> Exercise materials:
◇ ◇ ◇ ◇

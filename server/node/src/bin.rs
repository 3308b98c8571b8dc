// Copyright 2025 - present Mallard Project Developers
//
// Licensed under the Apache License, Version 2.0 (the "License");
// you may not use this file except in compliance with the License.
// You may obtain a copy of the License at
//
//     http://www.apache.org/licenses/LICENSE-2.0
//
// Unless required by applicable law or agreed to in writing, software
// distributed under the License is distributed on an "AS IS" BASIS,
// WITHOUT WARRANTIES OR CONDITIONS OF ANY KIND, either express or implied.
// See the License for the specific language governing permissions and
// limitations under the License.

use clap::Parser;
use log::LevelFilter;
use node::NodeConfig;
use std::process;

#[derive(Parser)]
#[command(name = "mallard", about = "PostgreSQL wire protocol gateway for an embedded analytic database")]
struct Args {
    /// server listen port
    #[arg(short, long, default_value_t = 5432)]
    port: u16,

    /// server log level: {TRACE, DEBUG, INFO, WARNING, ERROR, FATAL}
    #[arg(short, long, default_value = "INFO")]
    log: String,

    /// directory holding the database files
    #[arg(short, long, default_value = ".")]
    data_dir: String,
}

fn main() {
    let args = Args::parse();

    let level = match args.log.to_uppercase().as_str() {
        "TRACE" => LevelFilter::Trace,
        "DEBUG" => LevelFilter::Debug,
        "INFO" => LevelFilter::Info,
        "WARNING" => LevelFilter::Warn,
        "ERROR" => LevelFilter::Error,
        "FATAL" => LevelFilter::Error,
        unknown => {
            eprintln!("Unknown log level: {}", unknown);
            eprintln!("Must be one of: TRACE, DEBUG, INFO, WARNING, ERROR, FATAL");
            process::exit(1);
        }
    };
    simple_logger::SimpleLogger::new()
        .with_level(level)
        .init()
        .expect("logger is installed once");

    log::info!("start on port {}", args.port);
    if let Err(error) = node::start(NodeConfig::new(args.port, &args.data_dir)) {
        log::error!("server failed: {}", error);
        process::exit(1);
    }
}
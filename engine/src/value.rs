// Copyright 2025 - present Mallard Project Developers
//
// Licensed under the Apache License, Version 2.0 (the "License");
// you may not use this file except in compliance with the License.
// You may obtain a copy of the License at
//
//     http://www.apache.org/licenses/LICENSE-2.0
//
// Unless required by applicable law or agreed to in writing, software
// distributed under the License is distributed on an "AS IS" BASIS,
// WITHOUT WARRANTIES OR CONDITIONS OF ANY KIND, either express or implied.
// See the License for the specific language governing permissions and
// limitations under the License.

//! Rendering of engine values into the text format PostgreSQL clients read.

use chrono::{DateTime, Duration, NaiveDate, NaiveTime};
use duckdb::types::{TimeUnit, Value};
use std::fmt::Write;

/// Text form of a single field, `None` for SQL NULL
pub(crate) fn text_of(value: &Value) -> Option<String> {
    match value {
        Value::Null => None,
        Value::Boolean(b) => Some(if *b { "true" } else { "false" }.to_owned()),
        Value::TinyInt(v) => Some(v.to_string()),
        Value::SmallInt(v) => Some(v.to_string()),
        Value::Int(v) => Some(v.to_string()),
        Value::BigInt(v) => Some(v.to_string()),
        Value::HugeInt(v) => Some(v.to_string()),
        Value::UTinyInt(v) => Some(v.to_string()),
        Value::USmallInt(v) => Some(v.to_string()),
        Value::UInt(v) => Some(v.to_string()),
        Value::UBigInt(v) => Some(v.to_string()),
        Value::Float(v) => Some(v.to_string()),
        Value::Double(v) => Some(v.to_string()),
        Value::Decimal(v) => Some(v.to_string()),
        Value::Text(v) => Some(v.clone()),
        Value::Blob(bytes) => Some(hex_of(bytes)),
        Value::Date32(days) => Some(date_of(*days)),
        Value::Time64(unit, v) => Some(time_of(micros_of(unit, *v))),
        Value::Timestamp(unit, v) => Some(timestamp_of(micros_of(unit, *v))),
        Value::Interval { months, days, nanos } => Some(interval_of(*months, *days, *nanos)),
        other => Some(format!("{:?}", other)),
    }
}

fn micros_of(unit: &TimeUnit, value: i64) -> i64 {
    match unit {
        TimeUnit::Second => value * 1_000_000,
        TimeUnit::Millisecond => value * 1_000,
        TimeUnit::Microsecond => value,
        TimeUnit::Nanosecond => value / 1_000,
    }
}

// the bytea hex format, e.g. \x6d616c6c617264
fn hex_of(bytes: &[u8]) -> String {
    let mut rendered = String::with_capacity(bytes.len() * 2 + 2);
    rendered.push_str("\\x");
    for byte in bytes {
        write!(rendered, "{:02x}", byte).expect("writing to a string never fails");
    }
    rendered
}

fn date_of(days_since_epoch: i32) -> String {
    let date = NaiveDate::from_ymd_opt(1970, 1, 1).expect("unix epoch is a valid date")
        + Duration::days(days_since_epoch as i64);
    date.format("%Y-%m-%d").to_string()
}

fn time_of(micros_since_midnight: i64) -> String {
    let seconds = (micros_since_midnight / 1_000_000) as u32;
    let nanos = ((micros_since_midnight % 1_000_000) * 1_000) as u32;
    match NaiveTime::from_num_seconds_from_midnight_opt(seconds, nanos) {
        Some(time) => time.format("%H:%M:%S%.f").to_string(),
        None => micros_since_midnight.to_string(),
    }
}

fn timestamp_of(micros_since_epoch: i64) -> String {
    let seconds = micros_since_epoch.div_euclid(1_000_000);
    let nanos = (micros_since_epoch.rem_euclid(1_000_000) * 1_000) as u32;
    match DateTime::from_timestamp(seconds, nanos) {
        Some(timestamp) => timestamp.naive_utc().format("%Y-%m-%d %H:%M:%S%.f").to_string(),
        None => micros_since_epoch.to_string(),
    }
}

fn interval_of(months: i32, days: i32, nanos: i64) -> String {
    let mut parts = Vec::new();
    if months != 0 {
        parts.push(format!("{} mons", months));
    }
    if days != 0 {
        parts.push(format!("{} days", days));
    }
    let micros = nanos / 1_000;
    if micros != 0 || parts.is_empty() {
        parts.push(format!("{} secs", micros as f64 / 1_000_000.0));
    }
    parts.join(" ")
}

◇ ◇ ◇ ◇

Each line of the listing is to be output verbatim.

> Response for this exercise:
filename server/node/src/bin.rs
repository 3308b98c8571b8dc
// Copyright 2025 - present Mallard Project Developers
//
// Licensed under the Apache License, Version 2.0 (the "License");
// you may not use this file except in compliance with the License.
// You may obtain a copy of the License at
//
//     http://www.apache.org/licenses/LICENSE-2.0
//
// Unless required by applicable law or agreed to in writing, software
// distributed under the License is distributed on an "AS IS" BASIS,
// WITHOUT WARRANTIES OR CONDITIONS OF ANY KIND, either express or implied.
// See the License for the specific language governing permissions and
// limitations under the License.

use clap::Parser;
use log::LevelFilter;
use node::NodeConfig;
use std::process;

#[derive(Parser)]
#[command(name = "mallard", about = "PostgreSQL wire protocol gateway for an embedded analytic database")]
struct Args {
    /// server listen port
    #[arg(short, long, default_value_t = 5432)]
    port: u16,

    /// server log level: {TRACE, DEBUG, INFO, WARNING, ERROR, FATAL}
    #[arg(short, long, default_value = "INFO")]
    log: String,

    /// directory holding the database files
    #[arg(short, long, default_value = ".")]
    data_dir: String,
}

fn main() {
    let args = Args::parse();

    let level = match args.log.to_uppercase().as_str() {
        "TRACE" => LevelFilter::Trace,
        "DEBUG" => LevelFilter::Debug,
        "INFO" => LevelFilter::Info,
        "WARNING" => LevelFilter::Warn,
        "ERROR" => LevelFilter::Error,
        "FATAL" => LevelFilter::Error,
        unknown => {
            eprintln!("Unknown log level: {}", unknown);
            eprintln!("Must be one of: TRACE, DEBUG, INFO, WARNING, ERROR, FATAL");
            process::exit(1);
        }
    };
    simple_logger::SimpleLogger::new()
        .with_level(level)
        .init()
        .expect("logger is installed once");

    log::info!("start on port {}", args.port);
    if let Err(error) = node::start(NodeConfig::new(args.port, &args.data_dir)) {
        log::error!("server failed: {}", error);
        process::exit(1);
    }
}
filename engine/src/value.rs
// Copyright 2025 - present Mallard Project Developers
//
// Licensed under the Apache License, Version 2.0 (the "License");
// you may not use this file except in compliance with the License.
// You may obtain a copy of the License at
//
//     http://www.apache.org/licenses/LICENSE-2.0
//
// Unless required by applicable law or agreed to in writing, software
// distributed under the License is distributed on an "AS IS" BASIS,
// WITHOUT WARRANTIES OR CONDITIONS OF ANY KIND, either express or implied.
// See the License for the specific language governing permissions and
// limitations under the License.

//! Rendering of engine values into the text format PostgreSQL clients read.

use chrono::{DateTime, Duration, NaiveDate, NaiveTime};
use duckdb::types::{TimeUnit, Value};
use std::fmt::Write;

/// Text form of a single field, `None` for SQL NULL
pub(crate) fn text_of(value: &Value) -> Option<String> {
    match value {
        Value::Null => None,
        Value::Boolean(b) => Some(if *b { "true" } else { "false" }.to_owned()),
        Value::TinyInt(v) => Some(v.to_string()),
        Value::SmallInt(v) => Some(v.to_string()),
        Value::Int(v) => Some(v.to_string()),
        Value::BigInt(v) => Some(v.to_string()),
        Value::HugeInt(v) => Some(v.to_string()),
        Value::UTinyInt(v) => Some(v.to_string()),
        Value::USmallInt(v) => Some(v.to_string()),
        Value::UInt(v) => Some(v.to_string()),
        Value::UBigInt(v) => Some(v.to_string()),
        Value::Float(v) => Some(v.to_string()),
        Value::Double(v) => Some(v.to_string()),
        Value::Decimal(v) => Some(v.to_string()),
        Value::Text(v) => Some(v.clone()),
        Value::Blob(bytes) => Some(hex_of(bytes)),
        Value::Date32(days) => Some(date_of(*days)),
        Value::Time64(unit, v) => Some(time_of(micros_of(unit, *v))),
        Value::Timestamp(unit, v) => Some(timestamp_of(micros_of(unit, *v))),
        Value::Interval { months, days, nanos } => Some(interval_of(*months, *days, *nanos)),
        other => Some(format!("{:?}", other)),
    }
}

fn micros_of(unit: &TimeUnit, value: i64) -> i64 {
    match unit {
        TimeUnit::Second => value * 1_000_000,
        TimeUnit::Millisecond => value * 1_000,
        TimeUnit::Microsecond => value,
        TimeUnit::Nanosecond => value / 1_000,
    }
}

// the bytea hex format, e.g. \x6d616c6c617264
fn hex_of(bytes: &[u8]) -> String {
    let mut rendered = String::with_capacity(bytes.len() * 2 + 2);
    rendered.push_str("\\x");
    for byte in bytes {
        write!(rendered, "{:02x}", byte).expect("writing to a string never fails");
    }
    rendered
}

fn date_of(days_since_epoch: i32) -> String {
    let date = NaiveDate::from_ymd_opt(1970, 1, 1).expect("unix epoch is a valid date")
        + Duration::days(days_since_epoch as i64);
    date.format("%Y-%m-%d").to_string()
}

fn time_of(micros_since_midnight: i64) -> String {
    let seconds = (micros_since_midnight / 1_000_000) as u32;
    let nanos = ((micros_since_midnight % 1_000_000) * 1_000) as u32;
    match NaiveTime::from_num_seconds_from_midnight_opt(seconds, nanos) {
        Some(time) => time.format("%H:%M:%S%.f").to_string(),
        None => micros_since_midnight.to_string(),
    }
}

fn timestamp_of(micros_since_epoch: i64) -> String {
    let seconds = micros_since_epoch.div_euclid(1_000_000);
    let nanos = (micros_since_epoch.rem_euclid(1_000_000) * 1_000) as u32;
    match DateTime::from_timestamp(seconds, nanos) {
        Some(timestamp) => timestamp.naive_utc().format("%Y-%m-%d %H:%M:%S%.f").to_string(),
        None => micros_since_epoch.to_string(),
    }
}

fn interval_of(months: i32, days: i32, nanos: i64) -> String {
    let mut parts = Vec::new();
    if months != 0 {
        parts.push(format!("{} mons", months));
    }
    if days != 0 {
        parts.push(format!("{} days", days));
    }
    let micros = nanos / 1_000;
    if micros != 0 || parts.is_empty() {
        parts.push(format!("{} secs", micros as f64 / 1_000_000.0));
    }
    parts.join(" ")
}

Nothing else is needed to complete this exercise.